What would be the next human infectious disease to be eradicated?
Well, there is polio. There are three serotypes of wild poliovirus: type 1, type 2, and type 3.
Type 2 wild poliovirus was declared eradicated in September 2015, with the last virus detected in India in 1999. Type 3 wild poliovirus was declared eradicated in October 2019. It was last detected in November 2012.
However, Type 1 wild poliovirus remains and after seeing only 12 cases reported globally in 2023, that number has shot up to 86 to date from the two remaining polio endemic countries, Pakistan and Afghanistan.
The battles against smallpox and polio were successful or seen success due to vaccines and incredible vaccine campaigns.
A third infectious disease, Guinea worm disease, caused by the nematode parasite, Dracunculus medinensis is another teetering on the brink of eradication. However, unlike smallpox and polio, there is no vaccine to prevent it.

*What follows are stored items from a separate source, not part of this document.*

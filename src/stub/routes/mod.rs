//! Stub Routes
//!
//! Route handlers organized by functionality.

pub mod api_keys;
pub mod health;
pub mod qr;
pub mod scan;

In 2023, the Carter Center, who began leading the international campaign to eradicate Guinea worm disease in 1986, when there were an estimated 3.5 million cases in at least 21 countries in Africa and Asia, reported 14 cases in five African countries (Cameroon-1, Central African Republic-1, Chad-9, Mali-1 and South Sudan-2).
Through November 12, 2024, the Carter Center reports only 7 provisional cases with another month left in the year. Note: Carter Center states the cases are provisional until officially confirmed in March 2025.

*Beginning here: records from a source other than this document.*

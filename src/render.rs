//! Output rendering for the CLI
//!
//! Text views are `Display` types with `String` shorthands; binaries only print.

use serde::Serialize;
use std::fmt;

use crate::dashboard::analytics::shares;
use crate::model::{ApiKey, PageMeta, QrAnalytics, QrCode};

/// Output format selected with `--format`
#[derive(Debug, Clone, Copy, Default, PartialEq, Eq, clap::ValueEnum)]
pub enum OutputFormat {
    #[default]
    Table,
    Json,
    Csv,
}

/// Pretty JSON of any response payload
pub fn json<T: Serialize + ?Sized>(value: &T) -> Result<String, serde_json::Error> {
    serde_json::to_string_pretty(value)
}

fn truncate(s: &str, max: usize) -> String {
    if s.chars().count() <= max {
        s.to_string()
    } else {
        let head: String = s.chars().take(max.saturating_sub(3)).collect();
        format!("{}...", head)
    }
}

/// What a code points at: its URL, or a short summary of `qrData`
fn target(qr: &QrCode) -> String {
    if let Some(url) = &qr.destination_url {
        return url.clone();
    }
    match &qr.qr_data {
        Some(serde_json::Value::Object(map)) => map
            .iter()
            .take(2)
            .map(|(k, v)| match v {
                serde_json::Value::String(s) => format!("{}={}", k, s),
                other => format!("{}={}", k, other),
            })
            .collect::<Vec<_>>()
            .join(" "),
        _ => "-".to_string(),
    }
}

fn status(qr: &QrCode) -> &'static str {
    if qr.is_active {
        "active"
    } else {
        "inactive"
    }
}

/// Column view of a page of QR codes, with the page footer when `meta` is set
pub struct QrTable<'a> {
    pub items: &'a [QrCode],
    pub meta: Option<&'a PageMeta>,
}

impl fmt::Display for QrTable<'_> {
    fn fmt(&self, f: &mut fmt::Formatter<'_>) -> fmt::Result {
        if self.items.is_empty() {
            return write!(f, "No QR codes yet");
        }

        writeln!(
            f,
            "{:<36}  {:<20}  {:<13}  {:<12}  {:>6}  {:<8}  {}",
            "ID", "Name", "Type", "Short code", "Scans", "Status", "Target"
        )?;
        write!(f, "{}", "-".repeat(130))?;

        for qr in self.items {
            let scans = match qr.scan_limit {
                Some(limit) => format!("{}/{}", qr.scan_count, limit),
                None => qr.scan_count.to_string(),
            };
            write!(
                f,
                "\n{:<36}  {:<20}  {:<13}  {:<12}  {:>6}  {:<8}  {}",
                truncate(&qr.id, 36),
                truncate(&qr.name, 20),
                qr.qr_type.as_str(),
                truncate(&qr.short_code, 12),
                scans,
                status(qr),
                truncate(&target(qr), 40),
            )?;
        }

        if let Some(meta) = self.meta {
            write!(
                f,
                "\n\nPage {} of {} ({} total)",
                meta.page,
                meta.total_pages(),
                meta.total
            )?;
        }
        Ok(())
    }
}

pub fn qr_table(items: &[QrCode], meta: Option<&PageMeta>) -> String {
    QrTable { items, meta }.to_string()
}

pub fn qr_csv(items: &[QrCode]) -> Result<String, csv::Error> {
    let mut writer = csv::Writer::from_writer(Vec::new());
    writer.write_record([
        "id",
        "name",
        "type",
        "shortCode",
        "shortUrl",
        "destinationUrl",
        "scanCount",
        "scanLimit",
        "isActive",
        "expiresAt",
        "createdAt",
    ])?;

    for qr in items {
        writer.write_record([
            qr.id.clone(),
            qr.name.clone(),
            qr.qr_type.as_str().to_string(),
            qr.short_code.clone(),
            qr.short_url.clone(),
            qr.destination_url.clone().unwrap_or_default(),
            qr.scan_count.to_string(),
            qr.scan_limit.map(|l| l.to_string()).unwrap_or_default(),
            qr.is_active.to_string(),
            qr.expires_at.map(|t| t.to_rfc3339()).unwrap_or_default(),
            qr.created_at.to_rfc3339(),
        ])?;
    }

    finish_csv(writer)
}

fn finish_csv(writer: csv::Writer<Vec<u8>>) -> Result<String, csv::Error> {
    let bytes = writer
        .into_inner()
        .map_err(|e| csv::Error::from(e.into_error()))?;
    Ok(String::from_utf8_lossy(&bytes).into_owned())
}

/// Field-per-line view of one QR code
pub struct QrDetail<'a>(pub &'a QrCode);

impl fmt::Display for QrDetail<'_> {
    fn fmt(&self, f: &mut fmt::Formatter<'_>) -> fmt::Result {
        let qr = self.0;
        writeln!(f, "{} ({})", qr.name, qr.qr_type)?;
        writeln!(f, "  ID:          {}", qr.id)?;
        writeln!(f, "  Short URL:   {}", qr.short_url)?;
        writeln!(f, "  Image:       {}", qr.qr_code_url)?;
        if let Some(url) = &qr.destination_url {
            writeln!(f, "  Destination: {}", url)?;
        }
        if let Some(data) = &qr.qr_data {
            writeln!(f, "  Data:        {}", data)?;
        }
        writeln!(f, "  Status:      {}", status(qr))?;
        match qr.remaining_scans() {
            Some(left) => writeln!(f, "  Scans:       {} ({} left)", qr.scan_count, left)?,
            None => writeln!(f, "  Scans:       {}", qr.scan_count)?,
        }
        if let Some(at) = qr.expires_at {
            writeln!(f, "  Expires:     {}", at.format("%Y-%m-%d %H:%M UTC"))?;
        }
        if let Some(design) = &qr.custom_design {
            if let Ok(design) = serde_json::to_string(design) {
                writeln!(f, "  Design:      {}", design)?;
            }
        }
        write!(f, "  Created:     {}", qr.created_at.format("%Y-%m-%d %H:%M UTC"))?;
        if let Some(at) = qr.updated_at {
            write!(f, "\n  Updated:     {}", at.format("%Y-%m-%d %H:%M UTC"))?;
        }
        Ok(())
    }
}

pub fn qr_detail(qr: &QrCode) -> String {
    QrDetail(qr).to_string()
}

/// Totals followed by the device, location and date breakdowns that have data
pub struct AnalyticsReport<'a>(pub &'a QrAnalytics);

impl fmt::Display for AnalyticsReport<'_> {
    fn fmt(&self, f: &mut fmt::Formatter<'_>) -> fmt::Result {
        let a = &self.0.analytics;

        writeln!(f, "{}  {}", self.0.qr_code.name, self.0.qr_code.short_url)?;
        writeln!(f)?;
        writeln!(f, "Total scans:   {}", a.total_scans)?;
        writeln!(f, "Unique scans:  {}", a.unique_scans)?;
        write!(f, "Last 7 days:   {}", a.recent_scans)?;

        for (title, breakdown) in [
            ("By device", &a.scans_by_device),
            ("By location", &a.scans_by_location),
        ] {
            if breakdown.is_empty() {
                continue;
            }
            write!(f, "\n\n{}:", title)?;
            for share in shares(breakdown) {
                write!(
                    f,
                    "\n  {:<16} {:>6}  {:>5.1}%",
                    share.label, share.count, share.percent
                )?;
            }
        }

        if !a.scans_by_date.is_empty() {
            write!(f, "\n\nBy date:")?;
            for (date, count) in &a.scans_by_date {
                write!(f, "\n  {}  {:>6}", date, count)?;
            }
        }
        Ok(())
    }
}

pub fn analytics_text(analytics: &QrAnalytics) -> String {
    AnalyticsReport(analytics).to_string()
}

pub fn analytics_csv(analytics: &QrAnalytics) -> Result<String, csv::Error> {
    let a = &analytics.analytics;
    let mut writer = csv::Writer::from_writer(Vec::new());
    writer.write_record(["dimension", "key", "scans"])?;

    writer.write_record(["total", "all", &a.total_scans.to_string()])?;
    writer.write_record(["total", "unique", &a.unique_scans.to_string()])?;
    writer.write_record(["total", "recent", &a.recent_scans.to_string()])?;
    for (dimension, breakdown) in [
        ("date", &a.scans_by_date),
        ("location", &a.scans_by_location),
        ("device", &a.scans_by_device),
    ] {
        for (key, count) in breakdown {
            writer.write_record([dimension, key.as_str(), &count.to_string()])?;
        }
    }

    finish_csv(writer)
}

/// Keys are shown masked; the full key is only printed right after creation
pub struct ApiKeyTable<'a>(pub &'a [ApiKey]);

impl fmt::Display for ApiKeyTable<'_> {
    fn fmt(&self, f: &mut fmt::Formatter<'_>) -> fmt::Result {
        if self.0.is_empty() {
            return write!(f, "No API keys");
        }

        writeln!(
            f,
            "{:<36}  {:<20}  {:<20}  {:<8}  {:<16}  {}",
            "ID", "Name", "Key", "Status", "Last used", "Expires"
        )?;
        write!(f, "{}", "-".repeat(120))?;

        let now = chrono::Utc::now();
        for key in self.0 {
            let status = if !key.is_active {
                "revoked"
            } else if key.is_expired(now) {
                "expired"
            } else {
                "active"
            };
            write!(
                f,
                "\n{:<36}  {:<20}  {:<20}  {:<8}  {:<16}  {}",
                truncate(&key.id, 36),
                truncate(&key.name, 20),
                key.masked(),
                status,
                key.last_used_at
                    .map(|t| t.format("%Y-%m-%d %H:%M").to_string())
                    .unwrap_or_else(|| "never".to_string()),
                key.expires_at
                    .map(|t| t.format("%Y-%m-%d").to_string())
                    .unwrap_or_else(|| "never".to_string()),
            )?;
        }
        Ok(())
    }
}

pub fn api_keys_table(keys: &[ApiKey]) -> String {
    ApiKeyTable(keys).to_string()
}

pub fn api_keys_csv(keys: &[ApiKey]) -> Result<String, csv::Error> {
    let mut writer = csv::Writer::from_writer(Vec::new());
    writer.write_record(["id", "name", "key", "isActive", "lastUsedAt", "createdAt", "expiresAt"])?;
    for key in keys {
        writer.write_record([
            key.id.clone(),
            key.name.clone(),
            key.masked(),
            key.is_active.to_string(),
            key.last_used_at.map(|t| t.to_rfc3339()).unwrap_or_default(),
            key.created_at.to_rfc3339(),
            key.expires_at.map(|t| t.to_rfc3339()).unwrap_or_default(),
        ])?;
    }
    finish_csv(writer)
}

#[cfg(test)]
mod tests {
    use super::*;
    use crate::dashboard::fake::sample;
    use crate::model::{QrSummary, ScanAnalytics};

    #[test]
    fn test_table_with_meta() {
        let items = vec![sample("a"), sample("b")];
        let meta = PageMeta { page: 1, limit: 10, total: 2 };
        let text = qr_table(&items, Some(&meta));

        assert!(text.starts_with("ID"));
        assert!(text.contains("https://example.com"));
        assert!(text.ends_with("Page 1 of 1 (2 total)"));
        assert_eq!(qr_table(&[], None), "No QR codes yet");
    }

    #[test]
    fn test_views_write_through_formatter() {
        let qr = sample("a");
        let detail = format!("{}", QrDetail(&qr));
        assert_eq!(detail, qr_detail(&qr));
        assert!(detail.starts_with(&format!("{} (", qr.name)));
        assert!(!detail.ends_with('\n'));

        let padded = format!("[{}]", ApiKeyTable(&[]));
        assert_eq!(padded, "[No API keys]");
    }

    #[test]
    fn test_csv_quotes_commas() {
        let mut qr = sample("a");
        qr.name = "Menu, lunch".to_string();
        let csv = qr_csv(&[qr]).unwrap();

        let mut lines = csv.lines();
        assert!(lines.next().unwrap().starts_with("id,name,type"));
        assert!(lines.next().unwrap().contains("\"Menu, lunch\""));
    }

    #[test]
    fn test_analytics_text() {
        let mut analytics = ScanAnalytics {
            total_scans: 4,
            unique_scans: 3,
            recent_scans: 4,
            ..Default::default()
        };
        analytics.scans_by_device.insert("mobile".to_string(), 3);
        analytics.scans_by_device.insert("desktop".to_string(), 1);

        let text = analytics_text(&QrAnalytics {
            qr_code: QrSummary {
                id: "a".to_string(),
                name: "Flyer".to_string(),
                short_url: "https://your-domain.com/q/a".to_string(),
                destination_url: None,
            },
            analytics,
        });

        assert!(text.contains("Total scans:   4"));
        assert!(text.contains("mobile"));
        assert!(text.contains("75.0%"));
        assert!(!text.contains("By location"));
    }

    #[test]
    fn test_keys_are_masked() {
        let key = ApiKey {
            id: "k1".to_string(),
            name: "CI".to_string(),
            key: "qr_live_abcdef123456".to_string(),
            is_active: true,
            last_used_at: None,
            created_at: chrono::Utc::now(),
            expires_at: None,
        };
        let text = api_keys_table(&[key]);
        assert!(text.contains("qr_live_...3456"));
        assert!(!text.contains("abcdef"));
    }
}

Four cases were reported from Chad and three cases from South Sudan.
Other great news is the number of Guinea worm infections in animals has nearly halved, with 886 cases in 2023 and 448 cases reported year to date in 2024 (again, provisional).
Dracunculus medinensis, the species that infects humans, is the same that infects animals, therefore, eradication requires stopping infections in both.

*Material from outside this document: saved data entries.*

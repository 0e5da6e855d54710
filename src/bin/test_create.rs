//! qr-test-create
//!
//! Create a test QR code against `API_URL` using `API_KEY`.

use clap::Parser;

use qrpanel::config::LoggingConfig;
use qrpanel::scripts::{run, Script};
use qrpanel::telemetry::init_tracing;

#[derive(Parser)]
#[command(name = "qr-test-create")]
#[command(about = "Create a test QR code")]
struct Args {}

#[tokio::main]
async fn main() {
    Args::parse();
    init_tracing(&LoggingConfig {
        level: "warn".to_string(),
        ..Default::default()
    });

    std::process::exit(run(Script::Create, None).await);
}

Considered a neglected tropical disease, Guinea worm disease (dracunculiasis) is contracted when people consume water contaminated with tiny crustaceans that carry Guinea worm larvae. The larvae mature and mate inside the patient’s body. The male worm dies. After about a year, a meter-long female worm emerges slowly through a painful blister in the skin. Contact with water stimulates the emerging worm to release its larvae into the water and start the process all over again. Guinea worm disease incapacitates people for weeks or months, reducing individuals’ ability to care for themselves, work, grow food for their families, or attend school.
Without a vaccine or medicine, the ancient parasitic disease is being wiped out mainly through community-based interventions to educate and change behavior, such as teaching people to filter all drinking water and preventing contamination by keeping patients from entering water sources.
See more videos on parasites at Parasites 101 and Worms and Germs on Outbreak News TV
In addition, tethering dogs to keep them out of water and not allowing them to eat potentially contaminated fish entrails are key factors in preventing Guinea worm infection in animals.
Eradication means a disease has been eliminated worldwide, with no natural possibility of return. The final cases are the most challenging, requiring persistence, ingenuity, and enormous amounts of resources to operate in difficult, remote, and often insecure areas. Only one human disease has ever been eradicated; that was smallpox, in 1980. For a disease to be declared eradicated, every country in the world must be certified free of human and animal infection, even countries where transmission is never known to have taken place. To date, the WHO has certified 200 countries free of Guinea worm; only six have not been certified: Angola, Chad, Ethiopia, Mali, South Sudan, and Sudan.